Architecture¶
Overview¶
{ width="700" }
Two services communicating via REST. The frontend is a Vue 3 SPA served by Nginx in production. The backend is a FastAPI app that wraps Docling's document conversion engine.
Zooming into the backend¶
The schema above shows the macro view. Inside the backend, the code follows a Hexagonal Architecture (ports & adapters) with strict layer boundaries:
┌──────────────────────────────────────────────────────┐
│ Backend │
│ │
│ ┌──────────┐ │
│ │ api/ │ ← HTTP (FastAPI routes, Pydantic) │
│ └────┬─────┘ │
│ │ calls │
│ ┌────▼─────┐ │
│ │services/ │ ← Use case orchestration │
│ └──┬────┬──┘ │
│ │ │ │
│ ┌───▼──┐ ┌▼───────────┐ │
│ │domain│ │persistence/ │ │
│ │ │ │ │ │
│ │bbox │ │ SQLite CRUD │ ← Storage (your blue box) │
│ │parse │ │ file store │ │
│ └──────┘ └─────────────┘ │
│ ↑ pure Python, no deps ↑ aiosqlite │
└──────────────────────────────────────────────────────┘
Dependencies flow inward: api → services → domain. The domain layer has zero knowledge of HTTP or database.
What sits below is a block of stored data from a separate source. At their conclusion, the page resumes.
use crate::action::{Action, ActionConfig, ConfigValue};
use crate::error::{AmrError, Result};
use serde::{Deserialize, Serialize};

// ---------------------------------------------------------------------------
// ReversePreset
// ---------------------------------------------------------------------------

/// A named bundle of reverse-docking tuning values that can be merged
/// wholesale into a REVERSE action's configuration.
#[derive(Debug, Clone, PartialEq, Serialize, Deserialize)]
pub struct ReversePreset {
    pub name: String,
    pub config: ActionConfig,
}

// ---------------------------------------------------------------------------
// PresetCatalog
// ---------------------------------------------------------------------------

#[derive(Debug, Clone, Serialize, Deserialize)]
pub struct PresetCatalog {
    presets: Vec<ReversePreset>,
}

impl PresetCatalog {
    pub fn new(presets: Vec<ReversePreset>) -> Self {
        Self { presets }
    }

    pub fn presets(&self) -> &[ReversePreset] {
        &self.presets
    }

    pub fn find(&self, name: &str) -> Option<&ReversePreset> {
        self.presets.iter().find(|p| p.name == name)
    }

    /// Merge the named preset into `action`'s configuration and stamp
    /// `presetName`. Preset values win on key collision; keys the preset
    /// does not carry are preserved. The input action is untouched; an
    /// unknown name reports `PresetNotFound` and produces nothing.
    pub fn apply(&self, action: &Action, name: &str) -> Result<Action> {
        let preset = self
            .find(name)
            .ok_or_else(|| AmrError::PresetNotFound(name.to_string()))?;

        let mut merged = action.clone();
        for (key, value) in &preset.config {
            merged.config.insert(key.clone(), value.clone());
        }
        merged
            .config
            .insert("presetName".to_string(), ConfigValue::from(name));
        Ok(merged)
    }
}

impl Default for PresetCatalog {
    fn default() -> Self {
        Self::new(builtin_presets())
    }
}

// ---------------------------------------------------------------------------
// Built-in presets
// ---------------------------------------------------------------------------

#[allow(clippy::too_many_arguments)]
fn tuning(
    y_threshold: f64,
    x_threshold: f64,
    ka_1: f64,
    ka_2: f64,
    kc: f64,
    speed: f64,
    angle_factor: f64,
    zone: f64,
    vehicle_latch_distance: f64,
    latch_project_dist: f64,
    hitch: bool,
) -> ActionConfig {
    let mut config = ActionConfig::new();
    config.insert("y_threshold".to_string(), ConfigValue::from(y_threshold));
    config.insert("x_threshold".to_string(), ConfigValue::from(x_threshold));
    config.insert("ka_1".to_string(), ConfigValue::from(ka_1));
    config.insert("ka_2".to_string(), ConfigValue::from(ka_2));
    config.insert("kc".to_string(), ConfigValue::from(kc));
    config.insert("speed".to_string(), ConfigValue::from(speed));
    config.insert("angle_factor".to_string(), ConfigValue::from(angle_factor));
    config.insert("zone".to_string(), ConfigValue::from(zone));
    config.insert(
        "vehicle_latch_distance".to_string(),
        ConfigValue::from(vehicle_latch_distance),
    );
    config.insert(
        "latch_project_dist".to_string(),
        ConfigValue::from(latch_project_dist),
    );
    config.insert("hitch".to_string(), ConfigValue::from(hitch));
    config
}

/// The tuning bundles shipped with the fleet.
pub fn builtin_presets() -> Vec<ReversePreset> {
    vec![
        ReversePreset {
            name: "Standard Reverse".to_string(),
            config: tuning(0.02, 0.0, -50.0, -50.0, 0.0, 10.0, 1.5, 99.0, -0.7, 0.7, false),
        },
        ReversePreset {
            name: "Precision Reverse".to_string(),
            config: tuning(0.01, 0.0, -60.0, -60.0, 0.0, 5.0, 2.0, 99.0, -0.5, 0.5, false),
        },
        ReversePreset {
            name: "High Speed Reverse".to_string(),
            config: tuning(0.05, 0.0, -40.0, -40.0, 0.0, 15.0, 1.2, 99.0, -0.7, 0.7, false),
        },
    ]
}

// ---------------------------------------------------------------------------
// Tests
// ---------------------------------------------------------------------------

#[cfg(test)]
mod tests {
    use super::*;
    use crate::types::ActionType;

    #[test]
    fn builtin_catalog_names() {
        let catalog = PresetCatalog::default();
        assert_eq!(catalog.presets().len(), 3);
        assert!(catalog.find("Standard Reverse").is_some());
        assert!(catalog.find("Precision Reverse").is_some());
        assert!(catalog.find("High Speed Reverse").is_some());
        assert!(catalog.find("Turbo Reverse").is_none());
    }

    #[test]
    fn apply_merges_and_stamps_preset_name() {
        let catalog = PresetCatalog::default();
        let mut action = Action::new(ActionType::Reverse);
        action.set("name", "Loading Bay");
        action.set("state", "Shipping Dock");
        action.set("hitch", "True");

        let merged = catalog.apply(&action, "Precision Reverse").unwrap();
        assert_eq!(
            merged.get("presetName"),
            Some(&ConfigValue::from("Precision Reverse"))
        );
        assert_eq!(merged.get("speed"), Some(&ConfigValue::from(5.0)));
        assert_eq!(merged.get("ka_1"), Some(&ConfigValue::from(-60.0)));
        // Operator-chosen fields absent from the preset survive.
        assert_eq!(merged.get("name"), Some(&ConfigValue::from("Loading Bay")));
        assert_eq!(merged.get("state"), Some(&ConfigValue::from("Shipping Dock")));
        // Preset values win on collision.
        assert_eq!(merged.get("hitch"), Some(&ConfigValue::from(false)));
        // The original action is untouched.
        assert_eq!(action.get("speed"), None);
        assert_eq!(merged.id, action.id);
    }

    #[test]
    fn apply_overwrites_previous_preset_values() {
        let catalog = PresetCatalog::default();
        let action = Action::new(ActionType::Reverse);
        let standard = catalog.apply(&action, "Standard Reverse").unwrap();
        let high_speed = catalog.apply(&standard, "High Speed Reverse").unwrap();
        assert_eq!(high_speed.get("speed"), Some(&ConfigValue::from(15.0)));
        assert_eq!(
            high_speed.get("presetName"),
            Some(&ConfigValue::from("High Speed Reverse"))
        );
    }

    #[test]
    fn apply_is_idempotent() {
        let catalog = PresetCatalog::default();
        let action = Action::new(ActionType::Reverse);
        let once = catalog.apply(&action, "Standard Reverse").unwrap();
        let twice = catalog.apply(&once, "Standard Reverse").unwrap();
        assert_eq!(once.config, twice.config);
    }

    #[test]
    fn unknown_preset_reports_and_changes_nothing() {
        let catalog = PresetCatalog::default();
        let action = Action::new(ActionType::Reverse);
        let err = catalog.apply(&action, "Ghost Preset").unwrap_err();
        assert!(matches!(err, AmrError::PresetNotFound(name) if name == "Ghost Preset"));
        assert!(action.config.is_empty());
    }
}
use crate::store::{StepOutcome, Store};
use std::time::Duration;

// ---------------------------------------------------------------------------
// Dispatcher
// ---------------------------------------------------------------------------

/// A simulated AMR that executes at most one instance at a time.
#[derive(Debug, Clone)]
struct Amr {
    name: String,
    instance_id: Option<String>,
}

/// Drives queued instances through their action sequences on behalf of a
/// small simulated fleet: each tick, idle AMRs claim the oldest queued
/// instance and busy AMRs advance theirs by one action. Paused instances
/// hold their position; terminal instances free their AMR.
pub struct Dispatcher {
    store: Store,
    fleet: Vec<Amr>,
}

impl Dispatcher {
    pub fn new(store: Store, fleet_size: usize) -> Self {
        let fleet = (1..=fleet_size.max(1))
            .map(|n| Amr {
                name: format!("AMR-{n:03}"),
                instance_id: None,
            })
            .collect();
        Self { store, fleet }
    }

    /// One scheduling round over the whole fleet.
    pub async fn tick(&mut self) {
        for amr in &mut self.fleet {
            match amr.instance_id.clone() {
                None => {
                    if let Some(instance) = self.store.claim_next_queued().await {
                        tracing::info!(amr = %amr.name, instance = %instance.id, "assigned instance");
                        amr.instance_id = Some(instance.id);
                    }
                }
                Some(id) => match self.store.step_instance(&id).await {
                    StepOutcome::Advanced(index) => {
                        tracing::info!(amr = %amr.name, instance = %id, index, "advanced to action");
                    }
                    StepOutcome::Completed => {
                        tracing::info!(amr = %amr.name, instance = %id, "instance completed");
                        amr.instance_id = None;
                    }
                    StepOutcome::Held => {}
                    StepOutcome::Released => {
                        tracing::info!(amr = %amr.name, instance = %id, "released");
                        amr.instance_id = None;
                    }
                },
            }
        }
    }

    /// Tick forever on a fixed interval. Spawned by `serve`.
    pub async fn run(mut self, interval: Duration) {
        let mut timer = tokio::time::interval(interval);
        timer.set_missed_tick_behavior(tokio::time::MissedTickBehavior::Skip);
        // The first interval tick fires immediately; skip it so a fresh
        // queue gets a full interval before assignment.
        timer.tick().await;
        loop {
            timer.tick().await;
            self.tick().await;
        }
    }
}

// ---------------------------------------------------------------------------
// Tests
// ---------------------------------------------------------------------------
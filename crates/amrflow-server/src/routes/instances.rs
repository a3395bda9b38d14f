use axum::extract::{Path, State};
use axum::http::StatusCode;
use axum::Json;
use serde::Deserialize;

use crate::error::AppError;
use crate::state::AppState;
use amrflow_core::instance::InstanceRecord;
use amrflow_core::types::InstanceStatus;

#[derive(Deserialize)]
pub struct CreateInstanceBody {
    pub task_id: String,
}

#[derive(Deserialize)]
pub struct SetStatusBody {
    pub status: InstanceStatus,
}

/// GET /api/instances: list all instances, oldest first.
pub async fn list_instances(State(app): State<AppState>) -> Json<Vec<InstanceRecord>> {
    Json(app.store.list_instances().await)
}

/// POST /api/instances: queue a new instance of a stored task.
pub async fn create_instance(
    State(app): State<AppState>,
    Json(body): Json<CreateInstanceBody>,
) -> Result<(StatusCode, Json<InstanceRecord>), AppError> {
    let instance = app.store.create_instance(&body.task_id).await?;
    Ok((StatusCode::CREATED, Json(instance)))
}

/// GET /api/instances/{id}: full instance record.
pub async fn get_instance(
    State(app): State<AppState>,
    Path(id): Path<String>,
) -> Result<Json<InstanceRecord>, AppError> {
    Ok(Json(app.store.get_instance(&id).await?))
}

/// PUT /api/instances/{id}/status: caller-initiated status transition
/// (Start and Pause use this).
pub async fn set_status(
    State(app): State<AppState>,
    Path(id): Path<String>,
    Json(body): Json<SetStatusBody>,
) -> Result<Json<InstanceRecord>, AppError> {
    let instance = app.store.set_status(&id, body.status).await?;
    Ok(Json(instance))
}

/// POST /api/instances/{id}/cancel: cancel after the current action.
pub async fn cancel_instance(
    State(app): State<AppState>,
    Path(id): Path<String>,
) -> Result<Json<InstanceRecord>, AppError> {
    let instance = app.store.cancel(&id).await?;
    Ok(Json(instance))
}

/// GET /api/instances/{id}/status: coarse status only.
pub async fn get_status(
    State(app): State<AppState>,
    Path(id): Path<String>,
) -> Result<Json<serde_json::Value>, AppError> {
    let status = app.store.refresh_status(&id).await?;
    Ok(Json(serde_json::json!({ "status": status })))
}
Backend — Hexagonal Architecture (ports & adapters)¶
The backend follows the hexagonal / ports-and-adapters pattern. The domain layer defines ports (abstract protocols in domain/ports.py); infra/ provides adapters that implement them. Dependencies flow inward: API → Services → Domain. The domain layer has zero knowledge of HTTP, database, or any framework.
document-parser/
├── main.py # FastAPI app, CORS, lifespan, health endpoint
│
├── domain/ # Pure domain — no HTTP, no DB
│ ├── models.py # Document, AnalysisJob dataclasses
│ ├── ports.py # Abstract protocols (DocumentConverter, DocumentChunker)
│ ├── value_objects.py # ConversionResult, ChunkingOptions, ChunkResult
│ └── bbox.py # Bounding box coordinate normalization
│
├── api/ # HTTP layer (FastAPI routers)
│ ├── schemas.py # Pydantic DTOs (camelCase serialization)
│ ├── documents.py # /api/documents endpoints
│ └── analyses.py # /api/analyses endpoints (create, rechunk, delete)
│
├── persistence/ # Data layer (SQLite via aiosqlite)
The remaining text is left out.